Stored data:
════════════════════
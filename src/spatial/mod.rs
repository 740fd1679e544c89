//! Spatial audio cues
//!
//! Places short tones around the listener so the position of the focused
//! element can be heard. Coordinates are metres with x to the right, y
//! forward and z up; angles are degrees.

pub mod calibration;
pub mod player;

pub use calibration::{CalibrationProfile, CalibrationStore};
pub use player::{AplayPlayer, CuePlayer};

use crate::accessibility::Bounds;
use crate::state::config::Config;
use crate::{NvdaError, Result};
use log::warn;
use std::f32::consts::{FRAC_PI_2, FRAC_PI_4, PI};

/// Speed of sound in m/s
const SPEED_OF_SOUND: f32 = 343.0;

/// Fade in/out applied to cues
const FADE_MS: u32 = 5;

/// Delay of the single reflection mixed in for reverb
const ECHO_MS: u32 = 30;

pub const DEFAULT_SAMPLE_RATE: u32 = 44_100;

#[derive(Debug, Clone, Copy, PartialEq, Default)]
pub struct Vec3 {
    pub x: f32,
    pub y: f32,
    pub z: f32,
}

impl Vec3 {
    pub const fn new(x: f32, y: f32, z: f32) -> Self {
        Self { x, y, z }
    }

    pub fn length(&self) -> f32 {
        (self.x * self.x + self.y * self.y + self.z * self.z).sqrt()
    }

    pub fn is_finite(&self) -> bool {
        self.x.is_finite() && self.y.is_finite() && self.z.is_finite()
    }

    fn sub(self, other: Vec3) -> Vec3 {
        Vec3::new(self.x - other.x, self.y - other.y, self.z - other.z)
    }
}

/// Head orientation; positive yaw turns right, positive pitch looks up
#[derive(Debug, Clone, Copy, PartialEq, Default)]
pub struct Orientation {
    pub yaw: f32,
    pub pitch: f32,
    pub roll: f32,
}

impl Orientation {
    pub fn new(yaw: f32, pitch: f32, roll: f32) -> Self {
        Self { yaw, pitch, roll }
    }
}

/// How a source sounds from the listener's position
#[derive(Debug, Clone, Copy, PartialEq)]
pub struct SpatialCue {
    /// -180..180, positive to the right
    pub azimuth_deg: f32,
    /// -90..90, positive above
    pub elevation_deg: f32,
    pub distance: f32,
    pub left_gain: f32,
    pub right_gain: f32,
    /// Interaural time difference; positive when the right ear hears first
    pub itd_seconds: f32,
    pub attenuation: f32,
    pub reverb: f32,
}

fn wrap_degrees(deg: f32) -> f32 {
    let wrapped = (deg + 180.0).rem_euclid(360.0) - 180.0;
    if wrapped == -180.0 {
        180.0
    } else {
        wrapped
    }
}

fn check_finite(what: &str, v: &[f32]) -> Result<()> {
    if v.iter().all(|x| x.is_finite()) {
        Ok(())
    } else {
        Err(NvdaError::Audio(format!("{} must be finite", what)))
    }
}

/// Listener and source geometry
#[derive(Debug, Clone)]
pub struct Spatializer {
    profile: CalibrationProfile,
    listener: Vec3,
    orientation: Orientation,
    sound: Vec3,
}

impl Spatializer {
    pub fn new(profile: CalibrationProfile) -> Self {
        Self {
            profile,
            listener: Vec3::default(),
            orientation: Orientation::default(),
            sound: Vec3::new(0.0, 1.0, 0.0),
        }
    }

    pub fn profile(&self) -> &CalibrationProfile {
        &self.profile
    }

    pub fn set_profile(&mut self, profile: CalibrationProfile) {
        self.profile = profile;
    }

    pub fn set_sound_position(&mut self, pos: Vec3) -> Result<()> {
        check_finite("Sound position", &[pos.x, pos.y, pos.z])?;
        self.sound = pos;
        Ok(())
    }

    pub fn sound_position(&self) -> Vec3 {
        self.sound
    }

    pub fn set_listener_position(&mut self, pos: Vec3) -> Result<()> {
        check_finite("Listener position", &[pos.x, pos.y, pos.z])?;
        self.listener = pos;
        Ok(())
    }

    pub fn listener_position(&self) -> Vec3 {
        self.listener
    }

    pub fn set_listener_orientation(&mut self, orientation: Orientation) -> Result<()> {
        check_finite(
            "Orientation",
            &[orientation.yaw, orientation.pitch, orientation.roll],
        )?;
        self.orientation = orientation;
        Ok(())
    }

    pub fn listener_orientation(&self) -> Orientation {
        self.orientation
    }

    /// Cue for the current sound position
    pub fn cue(&self) -> SpatialCue {
        self.render(self.sound)
    }

    /// Cue for a source at `source`
    pub fn render(&self, source: Vec3) -> SpatialCue {
        let rel = source.sub(self.listener);
        let distance = rel.length();
        let horizontal = (rel.x * rel.x + rel.y * rel.y).sqrt();

        let (azimuth_deg, elevation_deg) = if distance == 0.0 {
            (0.0, 0.0)
        } else {
            let world_az = rel.x.atan2(rel.y).to_degrees();
            let world_el = rel.z.atan2(horizontal).to_degrees();
            (
                wrap_degrees(world_az - self.orientation.yaw),
                (world_el - self.orientation.pitch).clamp(-90.0, 90.0),
            )
        };

        let az = azimuth_deg.to_radians();
        let el = elevation_deg.to_radians();

        // Equal-power pan on the lateral component
        let pan = az.sin() * el.cos();
        let angle = (pan + 1.0) * FRAC_PI_4;
        let (left_gain, right_gain) = (angle.cos(), angle.sin());

        // Woodworth spherical-head model
        let lateral = pan.clamp(-1.0, 1.0).asin().clamp(-FRAC_PI_2, FRAC_PI_2);
        let itd_seconds = self.profile.head_radius / SPEED_OF_SOUND * (lateral + lateral.sin());

        let attenuation = 1.0 / (1.0 + distance);
        let reverb = self.profile.reverb * (distance / self.profile.room_diagonal()).min(1.0);

        SpatialCue {
            azimuth_deg,
            elevation_deg,
            distance,
            left_gain,
            right_gain,
            itd_seconds,
            attenuation,
            reverb,
        }
    }
}

/// Stereo 16-bit PCM (interleaved L, R) of a tone heard as `cue`
///
/// The far ear gets the tone delayed by the ITD; a single quiet reflection
/// stands in for room reverb.
pub fn synthesize_tone(
    cue: &SpatialCue,
    frequency: f32,
    duration_ms: u32,
    volume: f32,
    sample_rate: u32,
) -> Vec<i16> {
    let frames = (sample_rate as u64 * duration_ms as u64 / 1000) as usize;
    let fade = (sample_rate as u64 * FADE_MS as u64 / 1000).max(1) as usize;
    let delay = (cue.itd_seconds.abs() * sample_rate as f32).round() as usize;
    let echo = (sample_rate as u64 * ECHO_MS as u64 / 1000) as usize;
    let amplitude = volume.clamp(0.0, 1.0) * cue.attenuation * i16::MAX as f32;

    let dry = |i: isize| -> f32 {
        if i < 0 || i as usize >= frames {
            return 0.0;
        }
        let i = i as usize;
        let envelope = (i.min(frames - 1 - i) as f32 / fade as f32).min(1.0);
        (2.0 * PI * frequency * i as f32 / sample_rate as f32).sin() * envelope
    };
    let wet = |i: isize| dry(i) + cue.reverb * 0.5 * dry(i - echo as isize);

    let (left_delay, right_delay) = if cue.itd_seconds >= 0.0 {
        (delay, 0)
    } else {
        (0, delay)
    };

    let mut samples = Vec::with_capacity(frames * 2);
    for i in 0..frames as isize {
        let left = wet(i - left_delay as isize) * cue.left_gain * amplitude;
        let right = wet(i - right_delay as isize) * cue.right_gain * amplitude;
        samples.push(left.clamp(i16::MIN as f32, i16::MAX as f32) as i16);
        samples.push(right.clamp(i16::MIN as f32, i16::MAX as f32) as i16);
    }
    samples
}

/// Place a screen rectangle on a 2 m wide arc one metre in front
pub fn screen_position(bounds: &Bounds, screen: (u32, u32)) -> Vec3 {
    let (width, height) = (screen.0.max(1) as f32, screen.1.max(1) as f32);
    let (cx, cy) = bounds.center();
    let fx = (cx as f32 / width).clamp(0.0, 1.0);
    let fy = (cy as f32 / height).clamp(0.0, 1.0);
    Vec3::new((fx - 0.5) * 2.0, 1.0, 0.5 - fy)
}

/// Spatializer plus a player: plays cues for on-screen positions
pub struct SpatialOutput {
    pub spatializer: Spatializer,
    pub store: CalibrationStore,
    player: Box<dyn CuePlayer>,
    pub frequency: f32,
    pub volume: f32,
    pub duration_ms: u32,
    pub sample_rate: u32,
    pub screen: (u32, u32),
}

impl SpatialOutput {
    pub fn new(store: CalibrationStore, player: Box<dyn CuePlayer>) -> Self {
        Self {
            spatializer: Spatializer::new(*store.current_profile()),
            store,
            player,
            frequency: 1000.0,
            volume: 0.5,
            duration_ms: 60,
            sample_rate: DEFAULT_SAMPLE_RATE,
            screen: (1920, 1080),
        }
    }

    /// Switch calibration profile
    pub fn calibrate(&mut self, name: Option<&str>) -> Result<()> {
        let profile = *self.store.calibrate(name)?;
        self.spatializer.set_profile(profile);
        Ok(())
    }

    /// Play a cue at a world position
    pub fn play_at(&mut self, pos: Vec3) -> Result<()> {
        self.spatializer.set_sound_position(pos)?;
        let cue = self.spatializer.cue();
        let pcm = synthesize_tone(&cue, self.frequency, self.duration_ms, self.volume, self.sample_rate);
        self.player.play(&pcm, self.sample_rate)
    }

    /// Play a cue where a screen rectangle is
    pub fn play_for_bounds(&mut self, bounds: &Bounds) -> Result<()> {
        self.play_at(screen_position(bounds, self.screen))
    }

    pub fn stop(&mut self) -> Result<()> {
        self.player.stop()
    }
}

/// Spatial output configured from `[spatial_audio]` and `[sound]`
pub fn create_output(config: &Config) -> Result<SpatialOutput> {
    let mut store = CalibrationStore::load(&config.spatial_profiles_path())?;
    let wanted = config.spatial_profile();
    if let Err(e) = store.calibrate(Some(&wanted)) {
        warn!("{}; using {}", e, store.current_name());
    }
    let player = player::create_player()?;
    let mut output = SpatialOutput::new(store, player);
    output.frequency = config.beep_frequency();
    output.volume = config.beep_volume();
    output.screen = config.spatial_screen_size();
    Ok(output)
}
════════════════════
YOUR INSTRUCTIONS: Go through the records line by line, and copy each line that holds the string "wrapped".

WORKED SOLUTION:
    let wrapped = (deg + 180.0).rem_euclid(360.0) - 180.0;
    if wrapped == -180.0 {
        wrapped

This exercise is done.